APM Chartered Project Professional and Registered Project Professional Coaching

What is Chartered Project Professional?

Becoming a Chartered Project Professional will be the pinnacle of your project management career. It will evidence the fact that you are among the pre-eminent professionals practicing to a defined code of conduct having demonstrated the requisite knowledge and skill.

For those professionals holding the APM Registered Project Professional (RPP) designation your route to Chartered will be relatively straightforward, but for those of you without RPP you may need some support and guidance to help see you through successfully.

ChPP is available to anyone, from any professional project background not just project managers, but programme, portfolio managers as well as specialist skills such as risk management and project controls.

Registered Project Professional (RPP)

Who Is It Suitable For?

To achieve the ChPP standard you must demonstrate competence (knowledge and application) of ten core competencies and two elective competences.

Mandatory competences

Evidence needed for all 10

Team management

The ability to select, develop and manage teams.

Conflict management

The ability to identify, address and resolve differences between individuals and/or interest groups.

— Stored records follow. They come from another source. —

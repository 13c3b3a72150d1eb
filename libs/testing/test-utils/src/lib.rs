//! Shared test utilities for domain testing
//!
//! This crate provides reusable test infrastructure for all domain crates:
//! - `TestMongo`: MongoDB container with automatic cleanup (feature: "mongo")
//! - `TestDataBuilder`: Deterministic test data generation (always available)
//! - `assertions`: Custom assertion helpers (always available)
//!
//! # Usage
//!
//! ```rust,no_run
//! use test_utils::{TestDataBuilder, TestMongo};
//!
//! #[tokio::test]
//! async fn my_mongo_test() {
//!     let mongo = TestMongo::new().await;
//!     let builder = TestDataBuilder::from_test_name("my_test");
//!
//!     let login = builder.login("admin");
//!     let email = builder.email("admin");
//! }
//! ```

#[cfg(feature = "mongo")]
mod mongo;

#[cfg(feature = "mongo")]
pub use mongo::TestMongo;

/// Builder for test data with deterministic randomization
///
/// This ensures tests are reproducible by using seeded random data.
pub struct TestDataBuilder {
    seed: u64,
}

impl TestDataBuilder {
    pub fn new(seed: u64) -> Self {
        Self { seed }
    }

    /// Create from test name (generates seed from test name hash)
    ///
    /// ```
    /// use test_utils::TestDataBuilder;
    ///
    /// let builder = TestDataBuilder::from_test_name("test_register");
    /// ```
    pub fn from_test_name(name: &str) -> Self {
        use std::collections::hash_map::DefaultHasher;
        use std::hash::{Hash, Hasher};

        let mut hasher = DefaultHasher::new();
        name.hash(&mut hasher);
        Self::new(hasher.finish())
    }

    /// Login unique to this builder, valid for the login pattern
    ///
    /// ```
    /// use test_utils::TestDataBuilder;
    ///
    /// let builder = TestDataBuilder::new(7);
    /// assert_eq!(builder.login("alice"), "alice-7");
    /// ```
    pub fn login(&self, prefix: &str) -> String {
        format!("{}-{}", prefix, self.seed)
    }

    /// Email matching [`TestDataBuilder::login`]
    pub fn email(&self, prefix: &str) -> String {
        format!("{}@example.com", self.login(prefix))
    }
}

/// Test assertion helpers
pub mod assertions {
    use serde_json::Value;

    /// Assert that a JSON object has exactly `keys`, in any order
    pub fn assert_only_keys(value: &Value, keys: &[&str], context: &str) {
        let object = value
            .as_object()
            .unwrap_or_else(|| panic!("{}: expected a JSON object, got {}", context, value));

        let mut actual: Vec<&str> = object.keys().map(String::as_str).collect();
        let mut expected = keys.to_vec();
        actual.sort_unstable();
        expected.sort_unstable();

        assert_eq!(actual, expected, "{}: unexpected keys in {}", context, value);
    }

    /// Assert that an optional value is Some
    pub fn assert_some<T>(value: Option<T>, context: &str) -> T {
        value.unwrap_or_else(|| panic!("{}: expected Some, got None", context))
    }
}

The ability to empower and inspire others to deliver successful change initiatives.

Risk, opportunity and issue management

The ability to identify and monitor risks (threats and opportunities), to plan and implement responses to those risks, and to respond to other issues that affect the change initiative.

Consolidated planning

The ability to consolidate and document the fundamental components of a change initiative: scope; schedule; resource requirements; budgets; risks; opportunities and issues; and quality requirements.

Governance arrangements

The ability to establish and maintain governance structures that define clear roles, responsibilities and accountabilities for governance and delivery of change initiatives, and that align with organisational practice.

Stakeholder and communications management

The ability to manage stakeholders, taking account of their levels of influence and particular interests.


The ability to establish and manage reviews at appropriate points, during and after change initiatives, which will inform governance of the change initiatives, by providing evaluations of progress, methodologies and continuing relevance.

Change control

The ability to establish protocols to alter the scope of change initiatives, implementing the protocols when necessary, and updating configuration documentation, including contracts to develop, maintain and apply quality management processes for change initiative activities and outputs.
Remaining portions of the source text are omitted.